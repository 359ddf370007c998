//! CLI command implementations for Grove.

pub(crate) mod demo;
pub(crate) mod evolve;

mod output;

use clap::ValueEnum;
use std::error::Error;
use std::fmt;

/// Output format for run summaries.
#[derive(Debug, Clone, Copy, PartialEq, Eq, ValueEnum)]
pub(crate) enum OutputFormat {
    /// Human-readable text output.
    Text,
    /// Machine-readable JSON output.
    Json,
}

/// CLI error type.
#[derive(Debug)]
pub(crate) struct CliError {
    message: String,
}

impl CliError {
    /// Create a new CLI error.
    pub(crate) fn new(message: impl Into<String>) -> Self {
        Self {
            message: message.into(),
        }
    }
}

impl fmt::Display for CliError {
    fn fmt(&self, f: &mut fmt::Formatter<'_>) -> fmt::Result {
        write!(f, "{}", self.message)
    }
}

impl Error for CliError {}

impl From<grove::LoadError> for CliError {
    fn from(e: grove::LoadError) -> Self {
        Self::new(e.to_string())
    }
}

impl From<grove::ConfigError> for CliError {
    fn from(e: grove::ConfigError) -> Self {
        Self::new(e.to_string())
    }
}

impl From<grove::gp::EvolutionError> for CliError {
    fn from(e: grove::gp::EvolutionError) -> Self {
        Self::new(e.to_string())
    }
}

impl From<serde_json::Error> for CliError {
    fn from(e: serde_json::Error) -> Self {
        Self::new(format!("JSON serialization failed: {e}"))
    }
}
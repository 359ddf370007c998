//! Function and terminal primitives that trees are built from.
//!
//! A [`PrimitiveSet`] is the immutable configuration shared by every tree in
//! a population: the function set, the constant pool, the number of input
//! variables, the probability of stopping early with a terminal, and the
//! maximum tree depth.

use std::fmt;
use std::sync::Arc;

use serde::{Deserialize, Serialize};

use crate::error::{ConfigError, ConfigResult};

/// Elementwise operator implementation: one argument per child, one result.
pub type Operator = dyn Fn(&[f64]) -> f64 + Send + Sync;

/// A named function with a fixed arity.
#[derive(Clone)]
pub struct Function {
    name: String,
    arity: usize,
    op: Arc<Operator>,
}

impl fmt::Debug for Function {
    fn fmt(&self, f: &mut fmt::Formatter<'_>) -> fmt::Result {
        f.debug_struct("Function")
            .field("name", &self.name)
            .field("arity", &self.arity)
            .finish_non_exhaustive()
    }
}

impl Function {
    /// Create a function taking `arity` arguments as a slice.
    ///
    /// # Errors
    ///
    /// Returns [`ConfigError::ZeroArity`] if `arity` is 0.
    pub fn new<F>(name: impl Into<String>, arity: usize, op: F) -> ConfigResult<Self>
    where
        F: Fn(&[f64]) -> f64 + Send + Sync + 'static,
    {
        let name = name.into();
        if arity == 0 {
            return Err(ConfigError::ZeroArity(name));
        }
        Ok(Self {
            name,
            arity,
            op: Arc::new(op),
        })
    }

    /// One-argument function.
    #[must_use]
    pub fn unary(name: impl Into<String>, f: fn(f64) -> f64) -> Self {
        Self {
            name: name.into(),
            arity: 1,
            op: Arc::new(move |args: &[f64]| f(args[0])),
        }
    }

    /// Two-argument function.
    #[must_use]
    pub fn binary(name: impl Into<String>, f: fn(f64, f64) -> f64) -> Self {
        Self {
            name: name.into(),
            arity: 2,
            op: Arc::new(move |args: &[f64]| f(args[0], args[1])),
        }
    }

    /// Three-argument function.
    #[must_use]
    pub fn ternary(name: impl Into<String>, f: fn(f64, f64, f64) -> f64) -> Self {
        Self {
            name: name.into(),
            arity: 3,
            op: Arc::new(move |args: &[f64]| f(args[0], args[1], args[2])),
        }
    }

    /// Four-argument function.
    #[must_use]
    pub fn quaternary(name: impl Into<String>, f: fn(f64, f64, f64, f64) -> f64) -> Self {
        Self {
            name: name.into(),
            arity: 4,
            op: Arc::new(move |args: &[f64]| f(args[0], args[1], args[2], args[3])),
        }
    }

    /// Resolve a declared function against the builtin catalog.
    ///
    /// # Errors
    ///
    /// Fails if the name is unknown, the declared arity is 0, or the declared
    /// arity differs from the builtin's.
    pub fn from_spec(spec: &FunctionSpec) -> ConfigResult<Self> {
        if spec.arity == 0 {
            return Err(ConfigError::ZeroArity(spec.name.clone()));
        }
        let function =
            builtin(&spec.name).ok_or_else(|| ConfigError::UnknownFunction(spec.name.clone()))?;
        if function.arity != spec.arity {
            return Err(ConfigError::ArityMismatch {
                name: spec.name.clone(),
                declared: spec.arity,
                actual: function.arity,
            });
        }
        Ok(function)
    }

    /// Function name, used when rendering.
    #[must_use]
    pub fn name(&self) -> &str {
        &self.name
    }

    /// Number of children a node of this function takes.
    #[must_use]
    pub fn arity(&self) -> usize {
        self.arity
    }

    /// Apply to one sample's arguments.
    #[must_use]
    pub fn apply(&self, args: &[f64]) -> f64 {
        debug_assert_eq!(args.len(), self.arity);
        (self.op)(args)
    }
}

/// Look up a function in the builtin catalog.
///
/// Division is protected: a zero denominator yields 0.
#[must_use]
pub fn builtin(name: &str) -> Option<Function> {
    let function = match name {
        "add" => Function::binary("add", |a, b| a + b),
        "sub" => Function::binary("sub", |a, b| a - b),
        "mul" => Function::binary("mul", |a, b| a * b),
        "div" => Function::binary("div", |a, b| if b == 0.0 { 0.0 } else { a / b }),
        "min" => Function::binary("min", f64::min),
        "max" => Function::binary("max", f64::max),
        "neg" => Function::unary("neg", |a| -a),
        "abs" => Function::unary("abs", f64::abs),
        "square" => Function::unary("square", |a| a * a),
        "sin" => Function::unary("sin", f64::sin),
        "cos" => Function::unary("cos", f64::cos),
        "exp" => Function::unary("exp", f64::exp),
        _ => return None,
    };
    Some(function)
}

/// A function named in a configuration file.
#[derive(Debug, Clone, PartialEq, Eq, Serialize, Deserialize)]
pub struct FunctionSpec {
    /// Builtin function name.
    pub name: String,
    /// Declared arity, checked against the builtin.
    pub arity: usize,
}

/// Serializable form of a [`PrimitiveSet`].
#[derive(Debug, Clone, Serialize, Deserialize)]
pub struct PrimitiveConfig {
    /// Function set.
    pub functions: Vec<FunctionSpec>,
    /// Constant pool.
    pub constants: Vec<f64>,
    /// Number of input variables.
    pub n_variables: usize,
    /// Probability of producing a terminal before the depth budget runs out.
    pub p_terminal: f64,
    /// Maximum tree depth, in levels.
    pub max_depth: usize,
}

impl Default for PrimitiveConfig {
    fn default() -> Self {
        let functions = ["add", "sub", "mul", "sin", "cos"]
            .into_iter()
            .map(|name| FunctionSpec {
                name: name.to_string(),
                arity: if matches!(name, "sin" | "cos") { 1 } else { 2 },
            })
            .collect();
        Self {
            functions,
            constants: vec![0.0, 1.0],
            n_variables: 1,
            p_terminal: 0.1,
            max_depth: 4,
        }
    }
}

impl PrimitiveConfig {
    /// Resolve the declared functions and validate the parameters.
    ///
    /// # Errors
    ///
    /// Returns the first configuration problem found.
    pub fn build(&self) -> ConfigResult<PrimitiveSet> {
        let functions = self
            .functions
            .iter()
            .map(Function::from_spec)
            .collect::<ConfigResult<Vec<_>>>()?;
        PrimitiveSet::new(
            functions,
            self.constants.clone(),
            self.n_variables,
            self.p_terminal,
            self.max_depth,
        )
    }
}

/// Validated set of primitives shared by a population.
#[derive(Debug, Clone)]
pub struct PrimitiveSet {
    functions: Vec<Arc<Function>>,
    constants: Vec<f64>,
    n_variables: usize,
    p_terminal: f64,
    max_depth: usize,
}

impl PrimitiveSet {
    /// Build a primitive set.
    ///
    /// # Errors
    ///
    /// Fails if `p_terminal` is outside `[0, 1]` or `max_depth` is 0.
    pub fn new(
        functions: Vec<Function>,
        constants: Vec<f64>,
        n_variables: usize,
        p_terminal: f64,
        max_depth: usize,
    ) -> ConfigResult<Self> {
        check_probability("p_terminal", p_terminal)?;
        if max_depth == 0 {
            return Err(ConfigError::InvalidMaxDepth(max_depth));
        }
        Ok(Self {
            functions: functions.into_iter().map(Arc::new).collect(),
            constants,
            n_variables,
            p_terminal,
            max_depth,
        })
    }

    /// Function set.
    #[must_use]
    pub fn functions(&self) -> &[Arc<Function>] {
        &self.functions
    }

    /// Constant pool.
    #[must_use]
    pub fn constants(&self) -> &[f64] {
        &self.constants
    }

    /// Number of input variables.
    #[must_use]
    pub fn n_variables(&self) -> usize {
        self.n_variables
    }

    /// Constants plus variables.
    #[must_use]
    pub fn n_terminals(&self) -> usize {
        self.constants.len() + self.n_variables
    }

    /// Probability of an early terminal.
    #[must_use]
    pub fn p_terminal(&self) -> f64 {
        self.p_terminal
    }

    /// Maximum tree depth, in levels.
    #[must_use]
    pub fn max_depth(&self) -> usize {
        self.max_depth
    }
}

/// Reject probabilities outside `[0, 1]`, NaN included.
pub(crate) fn check_probability(name: &'static str, value: f64) -> ConfigResult<()> {
    if (0.0..=1.0).contains(&value) {
        Ok(())
    } else {
        Err(ConfigError::InvalidProbability { name, value })
    }
}

#[cfg(test)]
mod tests {
    use super::*;

    #[test]
    fn test_builtin_lookup() {
        let add = builtin("add").unwrap();
        assert_eq!(add.arity(), 2);
        assert!((add.apply(&[2.0, 3.0]) - 5.0).abs() < f64::EPSILON);
        assert!(builtin("nope").is_none());
    }

    #[test]
    fn test_protected_division() {
        let div = builtin("div").unwrap();
        assert!(div.apply(&[1.0, 0.0]).abs() < f64::EPSILON);
        assert!((div.apply(&[6.0, 3.0]) - 2.0).abs() < f64::EPSILON);
    }

    #[test]
    fn test_spec_arity_mismatch() {
        let spec = FunctionSpec {
            name: "sin".into(),
            arity: 2,
        };
        assert_eq!(
            Function::from_spec(&spec).unwrap_err(),
            ConfigError::ArityMismatch {
                name: "sin".into(),
                declared: 2,
                actual: 1,
            }
        );
    }

    #[test]
    fn test_spec_unknown_and_zero_arity() {
        let unknown = FunctionSpec {
            name: "tanh".into(),
            arity: 1,
        };
        assert_eq!(
            Function::from_spec(&unknown).unwrap_err(),
            ConfigError::UnknownFunction("tanh".into())
        );
        assert_eq!(
            Function::new("k", 0, |_| 1.0).unwrap_err(),
            ConfigError::ZeroArity("k".into())
        );
    }

    #[test]
    fn test_primitive_set_validation() {
        assert!(matches!(
            PrimitiveSet::new(Vec::new(), vec![1.0], 1, 1.5, 3),
            Err(ConfigError::InvalidProbability { name: "p_terminal", .. })
        ));
        assert!(matches!(
            PrimitiveSet::new(Vec::new(), vec![1.0], 1, f64::NAN, 3),
            Err(ConfigError::InvalidProbability { .. })
        ));
        assert_eq!(
            PrimitiveSet::new(Vec::new(), vec![1.0], 1, 0.5, 0).unwrap_err(),
            ConfigError::InvalidMaxDepth(0)
        );
    }

    #[test]
    fn test_default_config_builds() {
        let set = PrimitiveConfig::default().build().unwrap();
        assert_eq!(set.functions().len(), 5);
        assert_eq!(set.n_terminals(), 3);
    }
}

= = =

- [WORK TO BE COMPLETED] Scan the listing above and copy all lines containing the word "catalog".

- [WRITTEN REPLY]
    /// Resolve a declared function against the builtin catalog.
/// Look up a function in the builtin catalog.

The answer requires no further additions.